:: Exercise brief ::
Would you please transcribe, exactly as written, the lines of the entries below starting at the one that holds "queue storage operations" and ending at the one that holds "participant_id: &ParticipantId) -> Result<Option<QueueEntry>>;", both included?
------ Extracted data
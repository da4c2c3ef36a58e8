//! Error types for the matchmaking service
//!
//! This module defines all error types using anyhow for consistent error handling
//! throughout the application.

/// Result type alias for convenience
pub type Result<T> = anyhow::Result<T>;

/// Custom error types for specific matchmaking scenarios
#[derive(Debug, thiserror::Error)]
pub enum MatchmakingError {
    #[error("Invalid match request: {reason}")]
    InvalidMatchRequest { reason: String },

    #[error("Store unavailable ({store}): {message}")]
    StoreUnavailable { store: String, message: String },

    #[error("Participant not found: {participant_id}")]
    ParticipantNotFound { participant_id: String },

    #[error("Configuration error: {message}")]
    ConfigurationError { message: String },

    #[error("Internal service error: {message}")]
    InternalError { message: String },
}

impl MatchmakingError {
    /// Shorthand for a queue store failure
    pub fn queue_unavailable(message: impl Into<String>) -> Self {
        Self::StoreUnavailable {
            store: "queue".to_string(),
            message: message.into(),
        }
    }

    /// Shorthand for a room registry failure
    pub fn rooms_unavailable(message: impl Into<String>) -> Self {
        Self::StoreUnavailable {
            store: "rooms".to_string(),
            message: message.into(),
        }
    }
}

/// Whether an error is a transient store failure the caller may retry
pub fn is_transient(error: &anyhow::Error) -> bool {
    matches!(
        error.downcast_ref::<MatchmakingError>(),
        Some(MatchmakingError::StoreUnavailable { .. })
    )
}

#[cfg(test)]
mod tests {
    use super::*;

    #[test]
    fn test_transient_classification() {
        let transient: anyhow::Error = MatchmakingError::queue_unavailable("timeout").into();
        assert!(is_transient(&transient));

        let invalid: anyhow::Error = MatchmakingError::InvalidMatchRequest {
            reason: "empty id".to_string(),
        }
        .into();
        assert!(!is_transient(&invalid));

        assert!(!is_transient(&anyhow::anyhow!("something else")));
    }

    #[test]
    fn test_store_error_message() {
        let err = MatchmakingError::rooms_unavailable("connection reset");
        assert_eq!(
            err.to_string(),
            "Store unavailable (rooms): connection reset"
        );
    }
}
//! Waiting-queue storage interface and in-memory implementation

use crate::error::{MatchmakingError, Result};
use crate::types::{Claim, ClaimToken, MatchAttributes, Participant, ParticipantId, QueueEntry};
use async_trait::async_trait;
use chrono::{DateTime, Utc};
use std::collections::{BTreeSet, HashMap};
use std::sync::RwLock;

/// Result of an insert-if-absent enqueue
#[derive(Debug, Clone, Copy, PartialEq, Eq)]
pub enum EnqueueOutcome {
    Inserted,
    AlreadyQueued,
}

/// Result of a conditional claim on a queue entry
#[derive(Debug, Clone, Copy, PartialEq, Eq)]
pub enum ClaimOutcome {
    Claimed,
    /// Another live claim token holds the entry
    HeldByOther,
    NotFound,
}

/// Result of removing a queue entry
#[derive(Debug, Clone, Copy, PartialEq, Eq)]
pub enum RemoveOutcome {
    Removed,
    NotFound,
    /// Only returned by `remove_unclaimed`
    Claimed,
}

/// Trait for queue storage operations
///
/// Implementations must give read-your-writes consistency to a single caller
/// and must perform `enqueue`, `claim`, `release` and `remove_unclaimed` as
/// atomic conditional writes.
#[async_trait]
pub trait QueueStore: Send + Sync {
    /// Insert an entry for the participant unless one is already live
    async fn enqueue(&self, participant: &Participant) -> Result<EnqueueOutcome>;

    /// Get the live entry for a participant
    async fn get(&self, participant_id: &ParticipantId) -> Result<Option<QueueEntry>>;

    /// Entries other than the requester that speak the same language, are not
    /// in `exclude`, and are not reserved by a live claim
    async fn query_candidates(
        &self,
        participant_id: &ParticipantId,
        attributes: &MatchAttributes,
        exclude: &BTreeSet<ParticipantId>,
    ) -> Result<Vec<QueueEntry>>;

    /// Reserve an entry for a pairing attempt
    ///
    /// Succeeds if the entry exists and is unclaimed, its claim has expired,
    /// or it is already held by the same token.
    async fn claim(
        &self,
        participant_id: &ParticipantId,
        token: ClaimToken,
        expires_at: DateTime<Utc>,
    ) -> Result<ClaimOutcome>;

    /// Drop a reservation if it is still held by `token`
    async fn release(&self, participant_id: &ParticipantId, token: ClaimToken) -> Result<bool>;

    /// Remove an entry regardless of claims
    async fn remove(&self, participant_id: &ParticipantId) -> Result<RemoveOutcome>;

    /// Remove an entry only if no live claim holds it
    async fn remove_unclaimed(&self, participant_id: &ParticipantId) -> Result<RemoveOutcome>;

    /// Remove unclaimed entries enqueued before `cutoff`
    async fn remove_expired(&self, cutoff: DateTime<Utc>) -> Result<Vec<ParticipantId>>;

    /// Number of live entries
    async fn len(&self) -> Result<usize>;
}

/// In-memory queue store
#[derive(Debug, Default)]
pub struct InMemoryQueueStore {
    entries: RwLock<HashMap<ParticipantId, QueueEntry>>,
}

impl InMemoryQueueStore {
    pub fn new() -> Self {
        Self::default()
    }

    /// Snapshot of every entry (for admin/debugging)
    pub fn snapshot(&self) -> Result<Vec<QueueEntry>> {
        let entries = self.read()?;
        Ok(entries.values().cloned().collect())
    }

    fn read(
        &self,
    ) -> Result<std::sync::RwLockReadGuard<'_, HashMap<ParticipantId, QueueEntry>>> {
        self.entries
            .read()
            .map_err(|_| MatchmakingError::queue_unavailable("Failed to acquire queue read lock").into())
    }

    fn write(
        &self,
    ) -> Result<std::sync::RwLockWriteGuard<'_, HashMap<ParticipantId, QueueEntry>>> {
        self.entries
            .write()
            .map_err(|_| MatchmakingError::queue_unavailable("Failed to acquire queue write lock").into())
    }
}

#[async_trait]
impl QueueStore for InMemoryQueueStore {
    async fn enqueue(&self, participant: &Participant) -> Result<EnqueueOutcome> {
        let mut entries = self.write()?;

        if entries.contains_key(&participant.id) {
            return Ok(EnqueueOutcome::AlreadyQueued);
        }

        entries.insert(participant.id.clone(), QueueEntry::new(participant.clone()));
        Ok(EnqueueOutcome::Inserted)
    }

    async fn get(&self, participant_id: &ParticipantId) -> Result<Option<QueueEntry>> {
        let entries = self.read()?;
        Ok(entries.get(participant_id).cloned())
    }

    async fn query_candidates(
        &self,
        participant_id: &ParticipantId,
        attributes: &MatchAttributes,
        exclude: &BTreeSet<ParticipantId>,
    ) -> Result<Vec<QueueEntry>> {
        let now = Utc::now();
        let entries = self.read()?;

        let candidates = entries
            .values()
            .filter(|entry| {
                entry.participant_id() != participant_id
                    && !exclude.contains(entry.participant_id())
                    && entry.participant.attributes.same_language(attributes)
                    && !entry.is_claimed(now)
            })
            .cloned()
            .collect();

        Ok(candidates)
    }

    async fn claim(
        &self,
        participant_id: &ParticipantId,
        token: ClaimToken,
        expires_at: DateTime<Utc>,
    ) -> Result<ClaimOutcome> {
        let now = Utc::now();
        let mut entries = self.write()?;

        let Some(entry) = entries.get_mut(participant_id) else {
            return Ok(ClaimOutcome::NotFound);
        };

        match entry.claim {
            Some(existing) if existing.is_live(now) && existing.token != token => {
                Ok(ClaimOutcome::HeldByOther)
            }
            _ => {
                entry.claim = Some(Claim { token, expires_at });
                Ok(ClaimOutcome::Claimed)
            }
        }
    }

    async fn release(&self, participant_id: &ParticipantId, token: ClaimToken) -> Result<bool> {
        let mut entries = self.write()?;

        match entries.get_mut(participant_id) {
            Some(entry) if entry.claim.map(|c| c.token) == Some(token) => {
                entry.claim = None;
                Ok(true)
            }
            _ => Ok(false),
        }
    }

    async fn remove(&self, participant_id: &ParticipantId) -> Result<RemoveOutcome> {
        let mut entries = self.write()?;

        match entries.remove(participant_id) {
            Some(_) => Ok(RemoveOutcome::Removed),
            None => Ok(RemoveOutcome::NotFound),
        }
    }

    async fn remove_unclaimed(&self, participant_id: &ParticipantId) -> Result<RemoveOutcome> {
        let now = Utc::now();
        let mut entries = self.write()?;

        match entries.get(participant_id) {
            None => Ok(RemoveOutcome::NotFound),
            Some(entry) if entry.is_claimed(now) => Ok(RemoveOutcome::Claimed),
            Some(_) => {
                entries.remove(participant_id);
                Ok(RemoveOutcome::Removed)
            }
        }
    }

    async fn remove_expired(&self, cutoff: DateTime<Utc>) -> Result<Vec<ParticipantId>> {
        let now = Utc::now();
        let mut entries = self.write()?;

        let expired: Vec<ParticipantId> = entries
            .values()
            .filter(|entry| entry.enqueued_at < cutoff && !entry.is_claimed(now))
            .map(|entry| entry.participant_id().clone())
            .collect();

        for participant_id in &expired {
            entries.remove(participant_id);
        }

        Ok(expired)
    }

    async fn len(&self) -> Result<usize> {
        Ok(self.read()?.len())
    }
}

#[cfg(test)]
mod tests {
    use super::*;
    use chrono::Duration;
    use uuid::Uuid;

    fn participant(id: &str, language: &str) -> Participant {
        Participant::new(id, MatchAttributes::for_language(language))
    }

    fn in_a_minute() -> DateTime<Utc> {
        Utc::now() + Duration::seconds(60)
    }

    #[tokio::test]
    async fn test_enqueue_is_insert_if_absent() {
        let store = InMemoryQueueStore::new();
        let p = participant("u1", "en");

        assert_eq!(store.enqueue(&p).await.unwrap(), EnqueueOutcome::Inserted);
        assert_eq!(
            store.enqueue(&p).await.unwrap(),
            EnqueueOutcome::AlreadyQueued
        );
        assert_eq!(store.len().await.unwrap(), 1);
    }

    #[tokio::test]
    async fn test_concurrent_enqueue_creates_single_entry() {
        let store = std::sync::Arc::new(InMemoryQueueStore::new());

        let handles: Vec<_> = (0..16)
            .map(|_| {
                let store = store.clone();
                tokio::spawn(async move { store.enqueue(&participant("u1", "en")).await.unwrap() })
            })
            .collect();

        let outcomes = futures::future::join_all(handles).await;
        let inserted = outcomes
            .into_iter()
            .filter(|o| matches!(o, Ok(EnqueueOutcome::Inserted)))
            .count();

        assert_eq!(inserted, 1);
        assert_eq!(store.len().await.unwrap(), 1);
    }

    #[tokio::test]
    async fn test_query_filters_self_language_exclusions_and_claims() {
        let store = InMemoryQueueStore::new();
        for p in [
            participant("me", "en"),
            participant("en_1", "en"),
            participant("en_2", "EN"),
            participant("blocked", "en"),
            participant("reserved", "en"),
            participant("ko_1", "ko"),
        ] {
            store.enqueue(&p).await.unwrap();
        }
        store
            .claim(&"reserved".to_string(), Uuid::new_v4(), in_a_minute())
            .await
            .unwrap();

        let exclude: BTreeSet<_> = ["blocked".to_string()].into_iter().collect();
        let mut ids: Vec<_> = store
            .query_candidates(&"me".to_string(), &MatchAttributes::for_language("en"), &exclude)
            .await
            .unwrap()
            .into_iter()
            .map(|e| e.participant.id)
            .collect();
        ids.sort();

        assert_eq!(ids, vec!["en_1".to_string(), "en_2".to_string()]);
    }

    #[tokio::test]
    async fn test_claim_is_exclusive_until_released() {
        let store = InMemoryQueueStore::new();
        store.enqueue(&participant("u1", "en")).await.unwrap();
        let id = "u1".to_string();
        let first = Uuid::new_v4();
        let second = Uuid::new_v4();

        assert_eq!(
            store.claim(&id, first, in_a_minute()).await.unwrap(),
            ClaimOutcome::Claimed
        );
        // Same token is idempotent
        assert_eq!(
            store.claim(&id, first, in_a_minute()).await.unwrap(),
            ClaimOutcome::Claimed
        );
        assert_eq!(
            store.claim(&id, second, in_a_minute()).await.unwrap(),
            ClaimOutcome::HeldByOther
        );

        // Releasing with the wrong token is a no-op
        assert!(!store.release(&id, second).await.unwrap());
        assert!(store.release(&id, first).await.unwrap());

        assert_eq!(
            store.claim(&id, second, in_a_minute()).await.unwrap(),
            ClaimOutcome::Claimed
        );
    }

    #[tokio::test]
    async fn test_expired_claim_can_be_taken_over() {
        let store = InMemoryQueueStore::new();
        store.enqueue(&participant("u1", "en")).await.unwrap();
        let id = "u1".to_string();

        let stale = Utc::now() - Duration::seconds(1);
        store.claim(&id, Uuid::new_v4(), stale).await.unwrap();

        assert_eq!(
            store.claim(&id, Uuid::new_v4(), in_a_minute()).await.unwrap(),
            ClaimOutcome::Claimed
        );
    }

    #[tokio::test]
    async fn test_claim_missing_entry() {
        let store = InMemoryQueueStore::new();
        assert_eq!(
            store
                .claim(&"ghost".to_string(), Uuid::new_v4(), in_a_minute())
                .await
                .unwrap(),
            ClaimOutcome::NotFound
        );
    }

    #[tokio::test]
    async fn test_remove_and_remove_unclaimed() {
        let store = InMemoryQueueStore::new();
        store.enqueue(&participant("u1", "en")).await.unwrap();
        store.enqueue(&participant("u2", "en")).await.unwrap();
        let (u1, u2) = ("u1".to_string(), "u2".to_string());

        store.claim(&u2, Uuid::new_v4(), in_a_minute()).await.unwrap();

        assert_eq!(
            store.remove_unclaimed(&u1).await.unwrap(),
            RemoveOutcome::Removed
        );
        assert_eq!(
            store.remove_unclaimed(&u1).await.unwrap(),
            RemoveOutcome::NotFound
        );
        assert_eq!(
            store.remove_unclaimed(&u2).await.unwrap(),
            RemoveOutcome::Claimed
        );
        assert_eq!(store.remove(&u2).await.unwrap(), RemoveOutcome::Removed);
        assert_eq!(store.remove(&u2).await.unwrap(), RemoveOutcome::NotFound);
    }

    #[tokio::test]
    async fn test_remove_expired_skips_recent_and_claimed() {
        let store = InMemoryQueueStore::new();
        store.enqueue(&participant("old", "en")).await.unwrap();
        store.enqueue(&participant("old_claimed", "en")).await.unwrap();
        store
            .claim(&"old_claimed".to_string(), Uuid::new_v4(), in_a_minute())
            .await
            .unwrap();

        let cutoff = Utc::now() + Duration::milliseconds(1);
        tokio::time::sleep(std::time::Duration::from_millis(5)).await;
        store.enqueue(&participant("fresh", "en")).await.unwrap();

        let expired = store.remove_expired(cutoff).await.unwrap();
        assert_eq!(expired, vec!["old".to_string()]);
        assert_eq!(store.len().await.unwrap(), 2);
    }
}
------------
:: Result of the exercise ::
/// Trait for queue storage operations
///
/// Implementations must give read-your-writes consistency to a single caller
/// and must perform `enqueue`, `claim`, `release` and `remove_unclaimed` as
/// atomic conditional writes.
#[async_trait]
pub trait QueueStore: Send + Sync {
    /// Insert an entry for the participant unless one is already live
    async fn enqueue(&self, participant: &Participant) -> Result<EnqueueOutcome>;

    /// Get the live entry for a participant
    async fn get(&self, participant_id: &ParticipantId) -> Result<Option<QueueEntry>>;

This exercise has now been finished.